Problem statement: A verbatim copy of the data below is the required output.

Supplied material:

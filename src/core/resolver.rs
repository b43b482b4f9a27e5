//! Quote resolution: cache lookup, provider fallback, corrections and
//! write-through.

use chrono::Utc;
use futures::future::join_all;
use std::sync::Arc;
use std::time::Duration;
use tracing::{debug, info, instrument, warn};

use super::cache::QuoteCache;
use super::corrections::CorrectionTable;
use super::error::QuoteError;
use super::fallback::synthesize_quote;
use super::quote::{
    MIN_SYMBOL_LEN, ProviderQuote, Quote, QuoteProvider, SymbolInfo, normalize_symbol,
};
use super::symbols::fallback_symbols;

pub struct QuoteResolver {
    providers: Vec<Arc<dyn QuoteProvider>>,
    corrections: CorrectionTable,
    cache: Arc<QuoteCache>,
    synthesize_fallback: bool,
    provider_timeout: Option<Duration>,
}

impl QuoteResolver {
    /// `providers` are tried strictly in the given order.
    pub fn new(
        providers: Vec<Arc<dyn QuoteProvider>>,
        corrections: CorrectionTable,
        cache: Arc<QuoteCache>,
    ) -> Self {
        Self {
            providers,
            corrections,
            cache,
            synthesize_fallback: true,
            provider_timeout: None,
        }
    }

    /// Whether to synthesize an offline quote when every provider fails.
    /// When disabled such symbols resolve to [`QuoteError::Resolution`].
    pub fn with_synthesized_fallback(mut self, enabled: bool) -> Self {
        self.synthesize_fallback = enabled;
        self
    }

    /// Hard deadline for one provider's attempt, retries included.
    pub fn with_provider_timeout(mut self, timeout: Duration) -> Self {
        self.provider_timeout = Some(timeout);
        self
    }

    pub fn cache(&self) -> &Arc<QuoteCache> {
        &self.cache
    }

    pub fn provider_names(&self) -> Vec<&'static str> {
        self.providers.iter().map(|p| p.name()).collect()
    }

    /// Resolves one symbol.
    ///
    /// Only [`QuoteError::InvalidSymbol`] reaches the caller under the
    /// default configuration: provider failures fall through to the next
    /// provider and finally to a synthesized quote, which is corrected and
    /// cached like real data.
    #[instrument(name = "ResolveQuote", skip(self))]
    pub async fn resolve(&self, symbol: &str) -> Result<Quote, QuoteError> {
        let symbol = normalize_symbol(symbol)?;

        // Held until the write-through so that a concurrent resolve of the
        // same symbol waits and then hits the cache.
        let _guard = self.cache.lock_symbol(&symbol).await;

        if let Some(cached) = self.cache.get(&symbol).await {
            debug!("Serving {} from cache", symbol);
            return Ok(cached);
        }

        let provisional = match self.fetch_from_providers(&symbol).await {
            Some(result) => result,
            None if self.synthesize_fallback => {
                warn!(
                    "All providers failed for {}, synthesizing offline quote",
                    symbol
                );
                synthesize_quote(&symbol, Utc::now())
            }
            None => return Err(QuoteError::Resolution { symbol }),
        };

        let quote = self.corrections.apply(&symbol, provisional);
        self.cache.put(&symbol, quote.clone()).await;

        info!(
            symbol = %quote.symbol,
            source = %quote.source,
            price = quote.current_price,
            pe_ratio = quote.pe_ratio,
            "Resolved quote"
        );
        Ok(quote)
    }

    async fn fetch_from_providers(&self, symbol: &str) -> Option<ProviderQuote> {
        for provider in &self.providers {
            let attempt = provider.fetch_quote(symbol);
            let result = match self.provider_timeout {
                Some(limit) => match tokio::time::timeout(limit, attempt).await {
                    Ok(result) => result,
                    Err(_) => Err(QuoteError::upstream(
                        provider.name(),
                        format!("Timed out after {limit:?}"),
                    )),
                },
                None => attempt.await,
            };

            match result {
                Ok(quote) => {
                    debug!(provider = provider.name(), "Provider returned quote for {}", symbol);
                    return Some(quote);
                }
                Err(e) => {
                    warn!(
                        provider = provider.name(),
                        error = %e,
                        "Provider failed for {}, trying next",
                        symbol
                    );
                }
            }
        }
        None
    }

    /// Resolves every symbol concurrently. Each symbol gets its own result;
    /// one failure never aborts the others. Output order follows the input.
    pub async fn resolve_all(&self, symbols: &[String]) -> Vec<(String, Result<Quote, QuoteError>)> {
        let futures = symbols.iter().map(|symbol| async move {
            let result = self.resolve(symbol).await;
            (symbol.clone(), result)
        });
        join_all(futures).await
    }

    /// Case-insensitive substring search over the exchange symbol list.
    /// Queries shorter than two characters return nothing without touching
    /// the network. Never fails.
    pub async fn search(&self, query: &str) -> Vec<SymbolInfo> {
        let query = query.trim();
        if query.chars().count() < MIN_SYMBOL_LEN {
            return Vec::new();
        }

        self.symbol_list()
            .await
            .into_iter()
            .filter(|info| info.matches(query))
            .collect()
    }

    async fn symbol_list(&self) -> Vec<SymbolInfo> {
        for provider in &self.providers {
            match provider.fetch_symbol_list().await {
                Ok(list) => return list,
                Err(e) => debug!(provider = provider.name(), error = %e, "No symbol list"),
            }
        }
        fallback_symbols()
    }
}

Task solution:
filename src/core/resolver.rs
repository b43b482b4f9a27e5
//! Quote resolution: cache lookup, provider fallback, corrections and
//! write-through.

use chrono::Utc;
use futures::future::join_all;
use std::sync::Arc;
use std::time::Duration;
use tracing::{debug, info, instrument, warn};

use super::cache::QuoteCache;
use super::corrections::CorrectionTable;
use super::error::QuoteError;
use super::fallback::synthesize_quote;
use super::quote::{
    MIN_SYMBOL_LEN, ProviderQuote, Quote, QuoteProvider, SymbolInfo, normalize_symbol,
};
use super::symbols::fallback_symbols;

pub struct QuoteResolver {
    providers: Vec<Arc<dyn QuoteProvider>>,
    corrections: CorrectionTable,
    cache: Arc<QuoteCache>,
    synthesize_fallback: bool,
    provider_timeout: Option<Duration>,
}

impl QuoteResolver {
    /// `providers` are tried strictly in the given order.
    pub fn new(
        providers: Vec<Arc<dyn QuoteProvider>>,
        corrections: CorrectionTable,
        cache: Arc<QuoteCache>,
    ) -> Self {
        Self {
            providers,
            corrections,
            cache,
            synthesize_fallback: true,
            provider_timeout: None,
        }
    }

    /// Whether to synthesize an offline quote when every provider fails.
    /// When disabled such symbols resolve to [`QuoteError::Resolution`].
    pub fn with_synthesized_fallback(mut self, enabled: bool) -> Self {
        self.synthesize_fallback = enabled;
        self
    }

    /// Hard deadline for one provider's attempt, retries included.
    pub fn with_provider_timeout(mut self, timeout: Duration) -> Self {
        self.provider_timeout = Some(timeout);
        self
    }

    pub fn cache(&self) -> &Arc<QuoteCache> {
        &self.cache
    }

    pub fn provider_names(&self) -> Vec<&'static str> {
        self.providers.iter().map(|p| p.name()).collect()
    }

    /// Resolves one symbol.
    ///
    /// Only [`QuoteError::InvalidSymbol`] reaches the caller under the
    /// default configuration: provider failures fall through to the next
    /// provider and finally to a synthesized quote, which is corrected and
    /// cached like real data.
    #[instrument(name = "ResolveQuote", skip(self))]
    pub async fn resolve(&self, symbol: &str) -> Result<Quote, QuoteError> {
        let symbol = normalize_symbol(symbol)?;

        // Held until the write-through so that a concurrent resolve of the
        // same symbol waits and then hits the cache.
        let _guard = self.cache.lock_symbol(&symbol).await;

        if let Some(cached) = self.cache.get(&symbol).await {
            debug!("Serving {} from cache", symbol);
            return Ok(cached);
        }

        let provisional = match self.fetch_from_providers(&symbol).await {
            Some(result) => result,
            None if self.synthesize_fallback => {
                warn!(
                    "All providers failed for {}, synthesizing offline quote",
                    symbol
                );
                synthesize_quote(&symbol, Utc::now())
            }
            None => return Err(QuoteError::Resolution { symbol }),
        };

        let quote = self.corrections.apply(&symbol, provisional);
        self.cache.put(&symbol, quote.clone()).await;

        info!(
            symbol = %quote.symbol,
            source = %quote.source,
            price = quote.current_price,
            pe_ratio = quote.pe_ratio,
            "Resolved quote"
        );
        Ok(quote)
    }

    async fn fetch_from_providers(&self, symbol: &str) -> Option<ProviderQuote> {
        for provider in &self.providers {
            let attempt = provider.fetch_quote(symbol);
            let result = match self.provider_timeout {
                Some(limit) => match tokio::time::timeout(limit, attempt).await {
                    Ok(result) => result,
                    Err(_) => Err(QuoteError::upstream(
                        provider.name(),
                        format!("Timed out after {limit:?}"),
                    )),
                },
                None => attempt.await,
            };

            match result {
                Ok(quote) => {
                    debug!(provider = provider.name(), "Provider returned quote for {}", symbol);
                    return Some(quote);
                }
                Err(e) => {
                    warn!(
                        provider = provider.name(),
                        error = %e,
                        "Provider failed for {}, trying next",
                        symbol
                    );
                }
            }
        }
        None
    }

    /// Resolves every symbol concurrently. Each symbol gets its own result;
    /// one failure never aborts the others. Output order follows the input.
    pub async fn resolve_all(&self, symbols: &[String]) -> Vec<(String, Result<Quote, QuoteError>)> {
        let futures = symbols.iter().map(|symbol| async move {
            let result = self.resolve(symbol).await;
            (symbol.clone(), result)
        });
        join_all(futures).await
    }

    /// Case-insensitive substring search over the exchange symbol list.
    /// Queries shorter than two characters return nothing without touching
    /// the network. Never fails.
    pub async fn search(&self, query: &str) -> Vec<SymbolInfo> {
        let query = query.trim();
        if query.chars().count() < MIN_SYMBOL_LEN {
            return Vec::new();
        }

        self.symbol_list()
            .await
            .into_iter()
            .filter(|info| info.matches(query))
            .collect()
    }

    async fn symbol_list(&self) -> Vec<SymbolInfo> {
        for provider in &self.providers {
            match provider.fetch_symbol_list().await {
                Ok(list) => return list,
                Err(e) => debug!(provider = provider.name(), error = %e, "No symbol list"),
            }
        }
        fallback_symbols()
    }
}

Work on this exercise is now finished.